By Erica Cohen
On November 1, 2012 the government announced a temporary increase in Medicaid primary care payments to physicians as part of Obamacare. The rates will match Medicare payments, which are higher, from January 1, 2013 through December 31, 2014. The goal is to induce more physicians to participate, which makes sense. There will be many more Medicaid patents, and we already have too few participating providers. However, the increase may not work as planned.
The temporary rate hike is unlikely to convince providers who do not currently accept Medicaid to change their mind. The winners will be providers who already accept Medicaid, since their reimbursement may be even higher than private payer rates.
Although Medicaid reimbursement rates vary by state, the national average for physician services is only two-thirds of the Medicare rate. The increase in reimbursement is intended to improve access to treatment for Medicaid patients and encourage preventative care to avoid serious illness and costly hospitalization.
Although an increase in Medicaid reimbursement may seem like a welcome incentive for physicians, it is a short-term inducement that fails to consider how physicians will continue to treat Medicaid patients once the reimbursement rates return to baseline after 2014.The final rule provides increased rates for a mere two years, which isn’t nearly enough time to encourage Medicaid participation by those physicians who have already opted out.
Additionally, the increased reimbursement is available only to physicians who specialize in family medicine, general internal medicine, and pediatric medicine – with some exceptions for certain subspecialists, like pediatric cardiologists, who provide primary care within their scope of their practice.

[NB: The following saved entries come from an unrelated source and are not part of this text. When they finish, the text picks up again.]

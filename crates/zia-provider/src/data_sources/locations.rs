// zia_location_management, zia_location_groups

use async_trait::async_trait;
use serde_json::{Value, json};
use zia_api::models::{Location, LocationGroup, VpnCredential};

use super::{
    computed_bool, computed_int, computed_string, computed_strings, lookup_schema, set_identity,
};
use crate::convert::flatten_id_name_extensions;
use crate::error::ProviderError;
use crate::provider::Meta;
use crate::resource::{DataSource, Lookup};
use crate::resource_data::ResourceData;
use crate::schema::{Attribute, AttributeType, Schema, computed_id_name_extensions};

// ── Locations ────────────────────────────────────────────────────────

pub struct LocationManagementDataSource;

fn credential_blocks(credentials: &[VpnCredential]) -> Value {
    Value::Array(
        credentials
            .iter()
            .map(|c| {
                json!({
                    "id": c.id,
                    "type": c.credential_type,
                    "fqdn": c.fqdn,
                    "ip_address": c.ip_address,
                    "comments": c.comments,
                })
            })
            .collect(),
    )
}

fn flatten_location(d: &mut ResourceData, location: &Location) -> Result<(), ProviderError> {
    set_identity(d, location.id)?;
    d.set("name", location.name.as_str())?;
    d.set("parent_id", location.parent_id)?;
    d.set("up_bandwidth", location.up_bandwidth)?;
    d.set("dn_bandwidth", location.dn_bandwidth)?;
    d.set("country", location.country.as_str())?;
    d.set("tz", location.tz.as_str())?;
    d.set("ip_addresses", json!(location.ip_addresses))?;
    d.set("ports", json!(location.ports))?;
    d.set("vpn_credentials", credential_blocks(&location.vpn_credentials))?;
    d.set("auth_required", location.auth_required)?;
    d.set("ssl_scan_enabled", location.ssl_scan_enabled)?;
    d.set("zapp_ssl_scan_enabled", location.zapp_ssl_scan_enabled)?;
    d.set("xff_forward_enabled", location.xff_forward_enabled)?;
    d.set("surrogate_ip", location.surrogate_ip)?;
    d.set("idle_time_in_minutes", location.idle_time_in_minutes)?;
    d.set("display_time_unit", location.display_time_unit.as_str())?;
    d.set(
        "surrogate_ip_enforced_for_known_browsers",
        location.surrogate_ip_enforced_for_known_browsers,
    )?;
    d.set(
        "surrogate_refresh_time_in_minutes",
        location.surrogate_refresh_time_in_minutes,
    )?;
    d.set(
        "surrogate_refresh_time_unit",
        location.surrogate_refresh_time_unit.as_str(),
    )?;
    d.set("ofw_enabled", location.ofw_enabled)?;
    d.set("ips_control", location.ips_control)?;
    d.set("aup_enabled", location.aup_enabled)?;
    d.set("caution_enabled", location.caution_enabled)?;
    d.set(
        "aup_block_internet_until_accepted",
        location.aup_block_internet_until_accepted,
    )?;
    d.set("aup_force_ssl_inspection", location.aup_force_ssl_inspection)?;
    d.set("aup_timeout_in_days", location.aup_timeout_in_days)?;
    d.set("profile", location.profile.as_str())?;
    d.set("description", location.description.as_str())?;
    Ok(())
}

#[async_trait]
impl DataSource for LocationManagementDataSource {
    fn type_name(&self) -> &'static str {
        "zia_location_management"
    }

    fn schema(&self) -> Schema {
        let credential = Schema::new()
            .attr("id", computed_int())
            .attr("type", computed_string())
            .attr("fqdn", computed_string())
            .attr("ip_address", computed_string())
            .attr("comments", computed_string());

        lookup_schema("name")
            .attr("parent_id", computed_int())
            .attr("up_bandwidth", computed_int())
            .attr("dn_bandwidth", computed_int())
            .attr("country", computed_string())
            .attr("tz", computed_string())
            .attr("ip_addresses", computed_strings())
            .attr("ports", Attribute::list_of(AttributeType::Int).computed())
            .attr("vpn_credentials", Attribute::list_of_block(credential).computed())
            .attr("auth_required", computed_bool())
            .attr("ssl_scan_enabled", computed_bool())
            .attr("zapp_ssl_scan_enabled", computed_bool())
            .attr("xff_forward_enabled", computed_bool())
            .attr("surrogate_ip", computed_bool())
            .attr("idle_time_in_minutes", computed_int())
            .attr("display_time_unit", computed_string())
            .attr("surrogate_ip_enforced_for_known_browsers", computed_bool())
            .attr("surrogate_refresh_time_in_minutes", computed_int())
            .attr("surrogate_refresh_time_unit", computed_string())
            .attr("ofw_enabled", computed_bool())
            .attr("ips_control", computed_bool())
            .attr("aup_enabled", computed_bool())
            .attr("caution_enabled", computed_bool())
            .attr("aup_block_internet_until_accepted", computed_bool())
            .attr("aup_force_ssl_inspection", computed_bool())
            .attr("aup_timeout_in_days", computed_int())
            .attr("profile", computed_string())
            .attr("description", computed_string())
    }

    async fn read(&self, d: &mut ResourceData, meta: &Meta) -> Result<(), ProviderError> {
        let location = match Lookup::from_data(d, "name")? {
            Lookup::Id(id) => meta.client.get_location(id).await?,
            Lookup::Name(name) => meta.client.get_location_by_name(&name).await?,
        };
        flatten_location(d, &location)
    }
}

// ── Location groups ──────────────────────────────────────────────────

pub struct LocationGroupsDataSource;

fn flatten_group(d: &mut ResourceData, group: &LocationGroup) -> Result<(), ProviderError> {
    set_identity(d, group.id)?;
    d.set("name", group.name.as_str())?;
    d.set("deleted", group.deleted)?;
    d.set("group_type", group.group_type.as_str())?;
    d.set("comments", group.comments.as_str())?;
    d.set("locations", flatten_id_name_extensions(&group.locations))?;
    d.set("last_mod_time", group.last_mod_time)?;
    Ok(())
}

#[async_trait]
impl DataSource for LocationGroupsDataSource {
    fn type_name(&self) -> &'static str {
        "zia_location_groups"
    }

    fn schema(&self) -> Schema {
        lookup_schema("name")
            .attr("deleted", computed_bool())
            .attr("group_type", computed_string())
            .attr("comments", computed_string())
            .attr("locations", computed_id_name_extensions("Member locations"))
            .attr("last_mod_time", computed_int())
    }

    async fn read(&self, d: &mut ResourceData, meta: &Meta) -> Result<(), ProviderError> {
        let group = match Lookup::from_data(d, "name")? {
            Lookup::Id(id) => meta.client.get_location_group(id).await?,
            Lookup::Name(name) => meta.client.get_location_group_by_name(&name).await?,
        };
        flatten_group(d, &group)
    }
}

#[cfg(test)]
#[allow(clippy::unwrap_used)]
mod tests {
    use pretty_assertions::assert_eq;
    use serde_json::Map;

    use super::*;

    #[test]
    fn location_lists_linked_credentials() {
        let location = Location {
            id: 5,
            name: "HQ".into(),
            vpn_credentials: vec![VpnCredential {
                id: 9,
                credential_type: "UFQDN".into(),
                fqdn: "hq@example.com".into(),
                ..VpnCredential::default()
            }],
            ..Location::default()
        };
        let mut d = ResourceData::from_state(LocationManagementDataSource.schema(), "", Map::new());
        flatten_location(&mut d, &location).unwrap();
        assert_eq!(d.id(), Some("5"));
        assert_eq!(d.get_int("vpn_credentials.0.id"), 9);
        assert_eq!(d.get_string("vpn_credentials.0.fqdn"), "hq@example.com");
    }

    #[test]
    fn empty_group_has_empty_location_list() {
        let group = LocationGroup {
            id: 11,
            name: "Corporate".into(),
            ..LocationGroup::default()
        };
        let mut d = ResourceData::from_state(LocationGroupsDataSource.schema(), "", Map::new());
        flatten_group(&mut d, &group).unwrap();
        assert_eq!(d.get_int("id"), 11);
        assert_eq!(d.get("locations"), Some(&json!([])));
    }
}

Medicaid patients are typically sicker than privately insured patients, which means they are likely to require more time and energy from providers. Given that there is a significant physician shortage, many providers are even less likely to accept sicker, more time-consuming patients when they already have too many to manage. Furthermore, while approximately 74% of physicians accept Medicaid, only 64% are accepting new Medicaid patients due to declining reimbursements.
Long-term Medicaid reform is the only solution to this problem. While many oppose Medicaid expansion, studies show that Medicaid improves access to care, results in less medical debt, and lowers mortality rates.
A Harvard School of Public Health report released in August 2012 found that in three states (Arizona, Maine, and New York) that had expanded Medicaid, the death rates declined on average by more than 6% per year compared with a 0% reduction in neighboring states that did not expand Medicaid. Translated into raw numbers, for every 176 people who gained coverage, one death per year was avoided.
Medicaid expansion will only be effective if reimbursement rates are increased indefinitely and the physician shortage is eliminated. While upfront costs are significant, cost savings from reduction in long-term serious illness and hospital inpatient stays could be significant.
The temporary increase in Medicaid reimbursement under Obamacare is a Band-Aid on a gaping wound.